I am looking forward to the new challenges and the hard work I’m embarking on. But of course, at a time of change like this, I’m also finding myself looking into the past.

It’s sure going to be the end of an era for me. I’ve been a Green Party MP for over seven years (and was Co-leader for nine) and when I look back at what we have achieved over the last decade… crikey! Working with others, we not only achieved really practical things, like home insulation, rail electrification and bikeways, we also won many more people to the ideas of sustainability.

During my time with the Greens we have campaigned hard on issues that really matter to New Zealand. When I am an old man looking back I’m going to be proud of the part I have played in giving hundreds of thousands of New Zealanders a voice in opposition to asset sales, protecting our fresh waterways, shining a light on secret spying and the secret TPPA deal, and pushing for some desperately needed real action on climate change.

This is probably the last email you’ll get from me as a Green MP, and the only thing I want to say is thank you. Thank you for your support, your energy, your passion and your action. Thank you for the part you play in driving forward new ideas and solutions against the old headwinds of fear and inertia.

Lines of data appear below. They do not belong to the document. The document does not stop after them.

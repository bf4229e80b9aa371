//! This module contains the kernel for expanding run-length encoded sequences.
//!
//! The packed form is a flat sequence of the stream's own width: the first
//! `runs` entries are run lengths and the next `runs` entries are the values
//! they repeat. Runs are expanded in stored order. This module is panic-free.

use num_traits::PrimInt;

use crate::error::MltError;

//==================================================================================
// 1. Public API
//==================================================================================

/// Expands `runs` packed `(run_length, value)` pairs into exactly `num_rle_values` values.
///
/// # Errors
/// Returns `MltError::MalformedStream` if the packed sequence holds fewer than
/// `2 * runs` entries, if a run length is negative, or if the run lengths do
/// not sum to `num_rle_values`. No partial output is returned.
pub fn decode<T>(data: &[T], runs: usize, num_rle_values: usize) -> Result<Vec<T>, MltError>
where
    T: PrimInt,
{
    let packed_len = runs
        .checked_mul(2)
        .ok_or_else(|| MltError::MalformedStream(format!("RLE run count {} overflows", runs)))?;
    if data.len() < packed_len {
        return Err(MltError::MalformedStream(format!(
            "RLE stream holds {} values, but {} runs need {}",
            data.len(),
            runs,
            packed_len
        )));
    }

    let (run_lengths, rest) = data.split_at(runs);
    let run_values = &rest[..runs];

    let mut values = Vec::with_capacity(num_rle_values);
    for (&run_length, &value) in run_lengths.iter().zip(run_values) {
        let run_length = run_length.to_usize().ok_or_else(|| {
            MltError::MalformedStream("RLE run length is negative".to_string())
        })?;
        if run_length > num_rle_values - values.len() {
            return Err(MltError::MalformedStream(format!(
                "RLE runs expand past the declared {} values",
                num_rle_values
            )));
        }
        values.extend(std::iter::repeat(value).take(run_length));
    }

    if values.len() != num_rle_values {
        return Err(MltError::MalformedStream(format!(
            "RLE runs expanded to {} values, but expected {}",
            values.len(),
            num_rle_values
        )));
    }

    Ok(values)
}

//==================================================================================
// 2. Unit Tests
//==================================================================================
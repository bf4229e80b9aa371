// In: src/config.rs

//! The single source of truth for decoder configuration.
//!
//! `DecoderConfig` is created once at the application boundary (in code or from
//! a JSON document) and handed to `IntegerDecoder`. The decoder only ever reads
//! it, so a single instance can be shared freely between threads.

use serde::{Deserialize, Serialize};

use crate::error::MltError;

/// Limits and checks applied by `IntegerDecoder` before touching stream data.
#[derive(Serialize, Deserialize, Debug, Clone, PartialEq, Eq)]
#[serde(rename_all = "snake_case")]
pub struct DecoderConfig {
    /// Upper bound on `num_values` and `num_rle_values` of a single stream.
    /// Metadata that declares more is rejected as malformed before any buffer
    /// is allocated.
    #[serde(default = "default_max_stream_values")]
    pub max_stream_values: usize,

    /// If true, `StreamMetadata::validate` runs before every stream decode.
    #[serde(default = "default_true")]
    pub validate_metadata: bool,
}

impl Default for DecoderConfig {
    fn default() -> Self {
        Self {
            max_stream_values: default_max_stream_values(),
            validate_metadata: true,
        }
    }
}

impl DecoderConfig {
    /// Parses a configuration from a JSON document. Missing fields take their defaults.
    pub fn from_json(json: &str) -> Result<Self, MltError> {
        Ok(serde_json::from_str(json)?)
    }

    /// Rejects a declared stream length above `max_stream_values`.
    pub(crate) fn check_stream_len(&self, declared: usize, what: &str) -> Result<(), MltError> {
        if declared > self.max_stream_values {
            return Err(MltError::MalformedStream(format!(
                "{} declares {} values, limit is {}",
                what, declared, self.max_stream_values
            )));
        }
        Ok(())
    }
}

/// Helper for `serde` to default a boolean field to true.
fn default_true() -> bool {
    true
}

/// Helper for `serde` to provide a default for `max_stream_values`.
fn default_max_stream_values() -> usize {
    1 << 24
}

My work, and the work of all of us MPs, would have been nothing without your support and action – on the ground, outside of Parliament, in the real world.

It’s been a huge privilege to represent your voice. But it’s time for me to leave and step into a new challenge, with Greenpeace New Zealand.

My leaving, of course, also opens up a seat in Parliament for the amazing Marama Davidson, the next on the Green Party list. Marama will be a great addition to the Green team and will make a massive contribution.

So, for one last time, thank you and kia kaha.

Dr Russel Norman

Green Party MP

Parliament is a tough gig, especially at party leader level. Norman can justifiably be proud of what he has achieved.

Norman first stood for Parliament in Australia in 1990. He moved to New Zealand ih 1997.  He first stood here in 2002 and was placed seventeenth on their list. He didn’t stand for an electorate in 2005 but was placed tenth on the list. However that wasn’t enough to get him into Parliament.

He became party co-leader from outside Parliament in 2006 after the death of Rod Donald., defeating Nandor Tanczos. In 2008  when Tanczos resigned the next two on the Green list stood aside so Norman could take a seat in Parliament.

Since then Greens increased their number of MPs to fourteen in 2011 and held steady at that in 2014. Greens were kept out of power largely due to Labour’s failure to impress since Helen Clark lost and left.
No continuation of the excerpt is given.